Jiang Zhaoshi, Hubley Robert, Smit Arian, Eichler Evan E
Department of Genome Sciences, University of Washington School of Medicine, Seattle, WA 98195, USA.
Genome Res. 2008 Aug;18(8):1362-8. doi: 10.1101/gr.078477.108. Epub 2008 May 23.
Segmental duplications (SDs) play an important role in genome rearrangement, evolution, and the copy-number variation (CNV) of primate genomes. Such sequences are difficult to detect, a priori, because they share no defining sequence features that distinguish them from unique portions of the genome. Current sequence annotation of segmental duplications requires computationally intensive, genome-wide self-comparisons that cannot be easily implemented on new data sets. Based on the successful implementation of RepeatMasker, we developed a new genome annotation tool, DupMasker. The program uses a library of nonredundant consensus sequences of human segmental duplications, wherein a majority of the ancestral origins have been determined based on comparisons to mammalian outgroup genomes. Using DupMasker, new human and nonhuman primate (NHP) sequences may be readily queried to provide details on the origin and degree of sequence identity of each duplicon. This program can be applied to delineate the order and orientation of duplicons within complex duplication blocks and used to characterize structural variation differences between sequenced human haplotypes. We predict this tool will be valuable in the annotation of large-insert sequence clones, allowing putative unique and duplicated regions of the genomes to be annotated prior to whole genome assembly comparisons.

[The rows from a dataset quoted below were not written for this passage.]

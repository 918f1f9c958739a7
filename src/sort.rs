//! Stable reordering of record collections

use crate::compare::{compare, SortDirection, SortKey};
use crate::record::Record;

/// Sort records in place. Stable: records that compare equal keep their
/// original relative order.
pub fn sort_records(records: &mut [Record], key: SortKey, direction: SortDirection) {
    // slice::sort_by is a stable merge sort
    records.sort_by(|a, b| compare(a, b, key, direction));
}

/// Owned variant of [`sort_records`]
pub fn sorted(mut records: Vec<Record>, key: SortKey, direction: SortDirection) -> Vec<Record> {
    sort_records(&mut records, key, direction);
    records
}
#[cfg(test)]
mod tests {
    use super::*;
    use crate::storage::FsStorage;
    use std::fs::OpenOptions;
    use tempfile::{NamedTempFile, TempDir};

    fn rec(name: &str, area: f64, population: u32) -> Record {
        Record::new(name, area, population).expect("valid test record")
    }

    fn write_file(path: &Path, records: &[Record]) -> io::Result<()> {
        let text: String = records.iter().map(|r| format!("{r}\n")).collect();
        fs::write(path, text)
    }

    fn open(path: &Path) -> io::Result<File> {
        OpenOptions::new().read(true).append(true).open(path)
    }

    fn load(path: &Path) -> StoreResult<Vec<Record>> {
        loader::load(path, &StoreConfig::default())
    }

    fn rewrite<S: Storage>(
        storage: &S,
        path: &Path,
        mutation: Mutation,
    ) -> StoreResult<(File, Committed)> {
        let config = StoreConfig::default();
        Rewriter::new(storage, &config).rewrite(open(path)?, path, mutation)
    }

    fn dir_entries(dir: &Path) -> Vec<String> {
        let mut names: Vec<String> = fs::read_dir(dir)
            .map(|entries| {
                entries
                    .filter_map(Result::ok)
                    .map(|e| e.file_name().to_string_lossy().into_owned())
                    .collect()
            })
            .unwrap_or_default();
        names.sort();
        names
    }

    /// Step of the protocol a [`FaultyStorage`] fails at
    #[derive(Debug, Clone, Copy, PartialEq)]
    enum Fault {
        Create,
        Write,
        Finish,
        Rename,
        DirSync,
        Reopen,
        /// Overwrites the target with garbage right after the rename
        Corrupt,
    }

    /// Filesystem storage with one injected failure
    struct FaultyStorage {
        inner: FsStorage,
        fault: Fault,
    }

    impl FaultyStorage {
        fn new(fault: Fault) -> Self {
            Self {
                inner: FsStorage::default(),
                fault,
            }
        }

        fn check(&self, step: Fault) -> io::Result<()> {
            if self.fault == step {
                return Err(io::Error::new(
                    io::ErrorKind::Other,
                    format!("injected {step:?} failure"),
                ));
            }
            Ok(())
        }
    }

    impl Storage for FaultyStorage {
        fn create_temp(&self, dir: &Path) -> io::Result<NamedTempFile> {
            self.check(Fault::Create)?;
            self.inner.create_temp(dir)
        }
        fn write_line(&self, temp: &mut NamedTempFile, record: &Record) -> io::Result<()> {
            // Fail after the line hits the temp file so there is something to clean up
            self.inner.write_line(temp, record)?;
            self.check(Fault::Write)
        }
        fn finish(&self, temp: &mut NamedTempFile) -> io::Result<()> {
            self.check(Fault::Finish)?;
            self.inner.finish(temp)
        }
        fn rename(&self, temp: NamedTempFile, target: &Path) -> io::Result<()> {
            if self.fault == Fault::Rename {
                // Leak the temp file on disk to check the rewriter cleans it up
                temp.keep().map_err(|err| err.error)?;
                return self.check(Fault::Rename);
            }
            self.inner.rename(temp, target)
        }
        fn sync_directory(&self, target: &Path) -> io::Result<()> {
            if self.fault == Fault::Corrupt {
                fs::write(target, "broken\n")?;
            }
            self.check(Fault::DirSync)?;
            self.inner.sync_directory(target)
        }
        fn reopen_for_append(&self, path: &Path) -> io::Result<File> {
            self.check(Fault::Reopen)?;
            self.inner.reopen_for_append(path)
        }
    }

    #[test]
    fn test_apply_delete_and_replace() -> StoreResult<()> {
        let records = vec![rec("a", 1.0, 1), rec("b", 2.0, 2), rec("c", 3.0, 3)];

        let (next, change) = apply(records.clone(), Mutation::DeleteAt(0))?;
        assert_eq!(next, vec![rec("b", 2.0, 2), rec("c", 3.0, 3)]);
        assert_eq!(
            change,
            Change::Deleted {
                index: 0,
                record: rec("a", 1.0, 1)
            }
        );

        let (next, change) = apply(records, Mutation::ReplaceAt(1, rec("z", 9.0, 9)))?;
        assert_eq!(next[1], rec("z", 9.0, 9));
        assert_eq!(next.len(), 3);
        assert!(matches!(change, Change::Replaced { index: 1, .. }));
        Ok(())
    }

    #[test]
    fn test_apply_rejects_empty_and_out_of_range() {
        assert!(matches!(
            apply(Vec::new(), Mutation::DeleteAt(0)),
            Err(StoreError::EmptyCollection)
        ));
        assert!(matches!(
            apply(Vec::new(), Mutation::Insert(rec("a", 1.0, 1))),
            Err(StoreError::EmptyCollection)
        ));
        assert!(matches!(
            apply(vec![rec("a", 1.0, 1)], Mutation::DeleteAt(1)),
            Err(StoreError::IndexOutOfRange {
                position: 2,
                len: 1
            })
        ));
    }

    #[test]
    fn test_apply_insert_needs_order() -> StoreResult<()> {
        let unordered = vec![rec("b", 2.0, 2), rec("a", 3.0, 1), rec("c", 1.0, 3)];
        assert!(matches!(
            apply(unordered, Mutation::Insert(rec("d", 1.0, 1))),
            Err(StoreError::UnorderedCollection)
        ));

        // Names and areas unordered, population ascending
        let by_population = vec![rec("b", 2.0, 5), rec("a", 3.0, 50), rec("c", 1.0, 100)];
        let (next, change) = apply(by_population, Mutation::Insert(rec("m", 1.0, 60)))?;
        match change {
            Change::Inserted { index, order, .. } => {
                assert_eq!(order.key, SortKey::Population);
                assert_eq!(order.direction, SortDirection::Ascending);
                assert_eq!(index, 2);
            }
            other => panic!("unexpected change: {other:?}"),
        }
        let populations: Vec<u32> = next.iter().map(Record::population).collect();
        assert_eq!(populations, vec![5, 50, 60, 100]);
        Ok(())
    }

    #[test]
    fn test_rewrite_delete_first_record() -> StoreResult<()> {
        let temp_dir = TempDir::new()?;
        let path = temp_dir.path().join("regions.txt");
        write_file(
            &path,
            &[rec("a", 1.0, 1), rec("b", 2.0, 2), rec("c", 3.0, 3)],
        )?;

        let (_handle, committed) = rewrite(&FsStorage::default(), &path, Mutation::DeleteAt(0))?;

        assert_eq!(committed.records, vec![rec("b", 2.0, 2), rec("c", 3.0, 3)]);
        assert_eq!(load(&path)?, committed.records);
        assert_eq!(dir_entries(temp_dir.path()), vec!["regions.txt"]);
        Ok(())
    }

    #[test]
    fn test_rewrite_reorder_by_area() -> StoreResult<()> {
        let temp_dir = TempDir::new()?;
        let path = temp_dir.path().join("regions.txt");
        write_file(&path, &[rec("Alpha", 10.0, 5), rec("Beta", 2.0, 100)])?;

        let mutation = Mutation::Reorder {
            key: SortKey::Area,
            direction: SortDirection::Ascending,
        };
        let (_handle, committed) = rewrite(&FsStorage::default(), &path, mutation)?;

        assert_eq!(
            committed.records,
            vec![rec("Beta", 2.0, 100), rec("Alpha", 10.0, 5)]
        );
        Ok(())
    }

    #[test]
    fn test_rewrite_honours_configured_limits() -> StoreResult<()> {
        let temp_dir = TempDir::new()?;
        let path = temp_dir.path().join("regions.txt");
        let wide = StoreConfig {
            area_max: 1e12,
            ..StoreConfig::default()
        };
        let big = Record::with_limits("Big", 5e9, 1, &wide)?;
        write_file(&path, &[big.clone(), rec("a", 1.0, 2)])?;

        let storage = FsStorage::default();
        let mutation = Mutation::Reorder {
            key: SortKey::Area,
            direction: SortDirection::Ascending,
        };
        let (_handle, committed) =
            Rewriter::new(&storage, &wide).rewrite(open(&path)?, &path, mutation)?;

        assert_eq!(committed.records, vec![rec("a", 1.0, 2), big]);
        Ok(())
    }

    #[test]
    fn test_reopened_handle_appends() -> StoreResult<()> {
        use std::io::Write;

        let temp_dir = TempDir::new()?;
        let path = temp_dir.path().join("regions.txt");
        write_file(&path, &[rec("a", 1.0, 1), rec("b", 2.0, 2)])?;

        let (mut handle, _) = rewrite(&FsStorage::default(), &path, Mutation::DeleteAt(1))?;
        writeln!(handle, "{}", rec("c", 3.0, 3))?;
        handle.flush()?;

        assert_eq!(load(&path)?, vec![rec("a", 1.0, 1), rec("c", 3.0, 3)]);
        Ok(())
    }

    #[test]
    fn test_failed_rename_leaves_original_intact() -> StoreResult<()> {
        let temp_dir = TempDir::new()?;
        let path = temp_dir.path().join("regions.txt");
        let original = vec![rec("a", 1.0, 1), rec("b", 2.0, 2), rec("c", 3.0, 3)];
        write_file(&path, &original)?;
        let before = fs::read(&path)?;

        let result = rewrite(&FaultyStorage::new(Fault::Rename), &path, Mutation::DeleteAt(0));

        match result {
            Err(err @ StoreError::CommitRenameFailed { .. }) => assert!(err.original_intact()),
            other => panic!("unexpected: {other:?}"),
        }
        assert_eq!(fs::read(&path)?, before);
        assert_eq!(load(&path)?, original);
        assert_eq!(dir_entries(temp_dir.path()), vec!["regions.txt"]);
        Ok(())
    }

    #[test]
    fn test_failed_temp_create_aborts() -> StoreResult<()> {
        let temp_dir = TempDir::new()?;
        let path = temp_dir.path().join("regions.txt");
        let original = vec![rec("b", 2.0, 2), rec("a", 1.0, 1)];
        write_file(&path, &original)?;

        let mutation = Mutation::Reorder {
            key: SortKey::Name,
            direction: SortDirection::Ascending,
        };
        let result = rewrite(&FaultyStorage::new(Fault::Create), &path, mutation);

        assert!(matches!(result, Err(StoreError::TempFileCreateFailed { .. })));
        assert_eq!(load(&path)?, original);
        Ok(())
    }

    #[test]
    fn test_failed_temp_write_removes_temp() -> StoreResult<()> {
        for fault in [Fault::Write, Fault::Finish] {
            let temp_dir = TempDir::new()?;
            let path = temp_dir.path().join("regions.txt");
            write_file(&path, &[rec("a", 1.0, 1), rec("b", 2.0, 2)])?;
            let before = fs::read(&path)?;

            let result = rewrite(&FaultyStorage::new(fault), &path, Mutation::DeleteAt(1));

            match result {
                Err(err @ StoreError::TempFileWriteFailed { .. }) => {
                    assert!(err.original_intact())
                }
                other => panic!("{fault:?}: unexpected {other:?}"),
            }
            assert_eq!(fs::read(&path)?, before, "{fault:?}");
            assert_eq!(dir_entries(temp_dir.path()), vec!["regions.txt"], "{fault:?}");
        }
        Ok(())
    }

    #[test]
    fn test_failed_reopen_reports_committed_change() -> StoreResult<()> {
        let temp_dir = TempDir::new()?;
        let path = temp_dir.path().join("regions.txt");
        write_file(&path, &[rec("a", 1.0, 1), rec("b", 2.0, 2)])?;

        let result = rewrite(&FaultyStorage::new(Fault::Reopen), &path, Mutation::DeleteAt(0));

        match result {
            Err(err @ StoreError::ReopenFailed { .. }) => {
                assert!(!err.original_intact());
                assert_eq!(err.exit_code(), crate::STORE_FAILURE);
            }
            other => panic!("unexpected: {other:?}"),
        }
        assert_eq!(load(&path)?, vec![rec("b", 2.0, 2)]);
        assert_eq!(dir_entries(temp_dir.path()), vec!["regions.txt"]);
        Ok(())
    }

    #[test]
    fn test_directory_sync_failure_keeps_commit() -> StoreResult<()> {
        let temp_dir = TempDir::new()?;
        let path = temp_dir.path().join("regions.txt");
        write_file(&path, &[rec("a", 1.0, 1), rec("b", 2.0, 2)])?;

        let (_handle, committed) =
            rewrite(&FaultyStorage::new(Fault::DirSync), &path, Mutation::DeleteAt(0))?;

        assert_eq!(committed.records, vec![rec("b", 2.0, 2)]);
        assert_eq!(load(&path)?, committed.records);
        Ok(())
    }

    #[test]
    fn test_unreadable_after_commit_is_not_a_failed_commit() -> StoreResult<()> {
        let temp_dir = TempDir::new()?;
        let path = temp_dir.path().join("regions.txt");
        write_file(&path, &[rec("a", 1.0, 1), rec("b", 2.0, 2)])?;

        let result = rewrite(&FaultyStorage::new(Fault::Corrupt), &path, Mutation::DeleteAt(0));

        match result {
            Err(err @ StoreError::ReloadFailed { .. }) => {
                assert!(!err.original_intact());
                assert_eq!(err.exit_code(), crate::STORE_FAILURE);
            }
            other => panic!("unexpected: {other:?}"),
        }
        Ok(())
    }

    #[test]
    fn test_logical_failure_writes_nothing() -> StoreResult<()> {
        let temp_dir = TempDir::new()?;
        let path = temp_dir.path().join("regions.txt");
        fs::write(&path, "")?;

        let result = rewrite(&FsStorage::default(), &path, Mutation::DeleteAt(0));
        assert!(matches!(result, Err(StoreError::EmptyCollection)));
        assert_eq!(dir_entries(temp_dir.path()), vec!["regions.txt"]);
        Ok(())
    }
}
//! Line-oriented front-end over the deck store.
//!
//! The shell is the only place that validates user input; the store itself
//! accepts whatever it is given.

use std::io::{BufRead, Write};

use anyhow::Result;
use thiserror::Error;
use unicode_width::UnicodeWidthStr;

use crate::config::Config;
use crate::models::{Card, Ledger};
use crate::session::{QuizSession, Swipe, SwipeResult};
use crate::store::DeckStore;
use crate::transfer;

/// Errors from parsing a shell line.
#[derive(Debug, Error, PartialEq, Eq)]
pub enum ShellError {
    #[error("unknown command: {0} (try `help`)")]
    UnknownCommand(String),

    #[error("missing {0}")]
    MissingArgument(&'static str),

    #[error("{0} must not be empty")]
    EmptyField(&'static str),
}

/// A parsed shell line.
#[derive(Debug, Clone, PartialEq, Eq)]
pub enum Action {
    Help,
    ListDecks,
    CreateDeck { name: String, description: Option<String> },
    RemoveDeck { deck_id: String },
    ShowDeck { deck_id: String },
    AddCard { deck_id: String, question: String, answer: String },
    RemoveCard { deck_id: String, card_id: String },
    Active { deck_id: String },
    ShowLedger(Ledger),
    Quiz { deck_id: String },
    Import { path: String },
    Export { path: String },
    Quit,
}

const HELP: &str = "\
commands:
  decks                               list decks
  deck new <name> [| <description>]   create a deck
  deck show <deck>                    list a deck's cards
  deck rm <deck>                      remove a deck and its ledger entries
  card add <deck> <question> | <answer>
  card rm <deck> <card>
  active <deck>                       cards not yet completed
  completed | important | review      ledger views
  quiz <deck>                         swipe through active cards
  import <file.csv>                   new deck from front,back lines
  export <file.json>                  dump the whole store
  quit";

const QUIZ_HELP: &str =
    "swipe with r (got it), l (review) or u (important); s shows the answer, restart, q quits";

/// Split off the first whitespace-delimited word.
fn split_word(s: &str) -> (&str, &str) {
    let s = s.trim();
    match s.find(char::is_whitespace) {
        Some(i) => (&s[..i], s[i..].trim_start()),
        None => (s, ""),
    }
}

fn required<'a>(value: &'a str, what: &'static str) -> Result<&'a str, ShellError> {
    if value.is_empty() {
        Err(ShellError::MissingArgument(what))
    } else {
        Ok(value)
    }
}

fn non_empty(value: &str, what: &'static str) -> Result<String, ShellError> {
    let value = value.trim();
    if value.is_empty() {
        Err(ShellError::EmptyField(what))
    } else {
        Ok(value.to_string())
    }
}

片段重复(SDs)在灵长类基因组的重排、进化以及拷贝数变异(CNV)中发挥着重要作用。这类序列很难先验地检测到,因为它们没有可区分其与基因组独特部分的明确序列特征。目前片段重复的序列注释需要进行全基因组范围的计算密集型自我比对,而这在新数据集上不易实现。基于RepeatMasker的成功应用,我们开发了一种新的基因组注释工具DupMasker。该程序使用人类片段重复的非冗余共有序列库,其中大部分祖先起源是通过与哺乳动物外群基因组比较确定的。使用DupMasker,可以轻松查询新的人类和非人类灵长类(NHP)序列,以提供每个重复子的起源和序列同一性程度的详细信息。该程序可用于描绘复杂重复块内重复子的顺序和方向,并用于表征测序人类单倍型之间的结构变异差异。我们预计该工具在大插入序列克隆的注释中将很有价值,能够在全基因组组装比较之前对基因组的假定独特区域和重复区域进行注释。